Kachin Group Says Its Investigation Could Reveal Killers of Teachers
By Lawi Weng 3 April 2015
RANGOON — The Kachin Baptist Convention (KBC) said it has carried out an independent investigation into the killing of two ethnic Kachin schoolteachers in northern Shan State in January and found two people who could help reveal the identity of the killers.
KBC said it took the initiative because a police investigation into the double murder has so far yielded no suspects and raised fears among the Kachin community that possible involvement of government soldiers is being covered up.
“We are still carrying out an investigation into it, but we found some people who we think could tell the truth. In the case of the killing, they knew about it, but not as an eye witnesses,” said Zau Ra, a KBC spokesperson based in Muse, a town on the Burma-China border.
Zau Ra declined to elaborate when asked about further details of the investigation results, saying KBC’s lawyer had advised him not to discuss it. He added that KBC would discuss the results with Shan State police when it had completed its investigation.
“We are still doing more investigation in order to get more evidence,” he said. “KBC interviewed all villagers for the investigation. Our KBC may also interview some Burmese Army soldiers who were in the village during the time that the schoolteachers were killed.”
KBC has been closely involved with local communities and authorities following the Jan. 20 killings of the two young women, who had been working for KBC in Kutkai Township as primary school teachers.

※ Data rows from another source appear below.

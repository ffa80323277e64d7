use chrono::{DateTime, Utc};
use serde::{Deserialize, Serialize};

use super::models::{RoomModel, RoomState};

/// Request payload for creating a new room
#[derive(Debug, Deserialize)]
pub struct RoomCreateRequest {
    pub name: String,
    /// Minutes until the room expires, must be positive
    pub expire_minutes: i64,
}

/// Request payload for looking up a room before opening a socket
#[derive(Debug, Deserialize)]
pub struct JoinRoomRequest {
    pub join_code: String,
    pub visitor_id: String,
}

/// Response for room creation and room information
#[derive(Debug, Serialize, Deserialize)]
pub struct RoomResponse {
    pub join_code: String,
    pub name: String,
    pub creator: String,
    pub created_at: DateTime<Utc>,
    pub expires_at: DateTime<Utc>,
    pub status: RoomState,
}

impl From<RoomModel> for RoomResponse {
    fn from(room: RoomModel) -> Self {
        Self {
            join_code: room.join_code,
            name: room.name,
            creator: room.creator,
            created_at: room.created_at,
            expires_at: room.expires_at,
            status: room.status,
        }
    }
}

Col. San Lwin, who heads Taunggyi Police Station, told The Irrawaddy the police were continuing their investigation. Asked about the KBC investigation, he said, “We cannot arrest anyone on accusations of murder unless there is strong evidence.”
“We have done an investigation among the villagers, but we continue to check more,” San Lwin said.
Last month, the investigation, which is being carried out by a joint team of police, township authorities and members of the Burma Army, produced a group of suspects comprising both civilian villagers and soldiers. Results of post-mortem medical examinations on the victims and potential matches from DNA samples taken from the suspects have not been disclosed.
KBC and the wider Kachin community have voiced concern over the lack of a fair and independent investigation into the killings, which they believe are linked to members of the Burma Army’s Light Infantry Battalion 503 that was sent to the area shortly before the murders.
The army remains powerful in Burma and has been accused in the past of influencing local authorities and the judicial system in order to cover up crimes by its soldiers against ethnic minority civilians.